The Court first addressed the threshold issue of whether any of the numerous named plaintiff’s had standing to bring a declaratory judgment action. The Court ruled that various industry organizations lacked standing because they were neither the target of enforcement actions nor offered licenses, and they made no preparations to undertake potentially infringing activities. The Court found that one named plaintiff – an individual researcher – did have standing.
The Court then addressed the issue of subject matter eligibility under § 101. The Court stated that § 101 is construed broadly, and noted some known exceptions: laws of nature, natural phenomena, abstract ideas, mental processes and products of nature. The Court also emphasized that its decision was limited to the sole issue of patent eligibility, and it was not addressing other issues such as obviousness, enablement, public policy about medical inventions, etc.

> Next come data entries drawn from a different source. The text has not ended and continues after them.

use std::fs::OpenOptions;
use std::io::Write;
use std::path::{Path, PathBuf};

use anyhow::bail;
use chrono::{SecondsFormat, Utc};
use serde::Serialize;
use serde_json::{Map, Value};

/// Append-only JSONL progress log.
///
/// Each line is one compact JSON object: `session_id` and `ts` are filled in
/// first, then the event's own fields are merged on top.
#[derive(Debug, Clone)]
pub struct ProgressLog {
    path: PathBuf,
    session_id: String,
}

impl ProgressLog {
    pub fn new(path: impl Into<PathBuf>, session_id: impl Into<String>) -> Self {
        Self {
            path: path.into(),
            session_id: session_id.into(),
        }
    }

    pub fn path(&self) -> &Path {
        &self.path
    }

    pub fn session_id(&self) -> &str {
        &self.session_id
    }

    pub fn emit<E: Serialize>(&self, event: &E) -> anyhow::Result<Value> {
        let fields = match serde_json::to_value(event)? {
            Value::Object(fields) => fields,
            other => bail!("progress event must serialize to an object, got {other}"),
        };

        let mut line = Map::new();
        line.insert(
            "session_id".to_string(),
            Value::String(self.session_id.clone()),
        );
        line.insert("ts".to_string(), Value::String(now_utc_iso()));
        for (key, value) in fields {
            line.insert(key, value);
        }

        if let Some(parent) = self.path.parent() {
            std::fs::create_dir_all(parent)?;
        }
        let encoded = serde_json::to_string(&line)?;
        let mut file = OpenOptions::new()
            .create(true)
            .append(true)
            .open(&self.path)?;
        file.write_all(encoded.as_bytes())?;
        file.write_all(b"\n")?;

        Ok(Value::Object(line))
    }
}

fn now_utc_iso() -> String {
    Utc::now().to_rfc3339_opts(SecondsFormat::Micros, false)
}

The Court ruled that claims to isolated DNA molecules were patent eligible because they were not found in nature. A policy basis supporting that determination was that the Patent Office had been granting patents on DNA molecules for 30 years, and Court’s should leave the issue to Congress before disturbing long-settled expectations of what is patentable.
The Court ruled that method claims directed to “comparing” or “analyzing” two gene sequences were not patent eligible, because “they claim only abstract mental processes.” This portion of the analysis (pages 56-59), though focused on the biomedical art, may provide some incremental insight to computer-based patents and method claims directed to only mental processes (such as in the recent Bancorp decision of July 26, 2012).
The Court ruled that method claims directed to performing known steps to “transformed cells” were patent eligible because the “transformed cells” limitation concerned things that are “a product of man, not of nature.”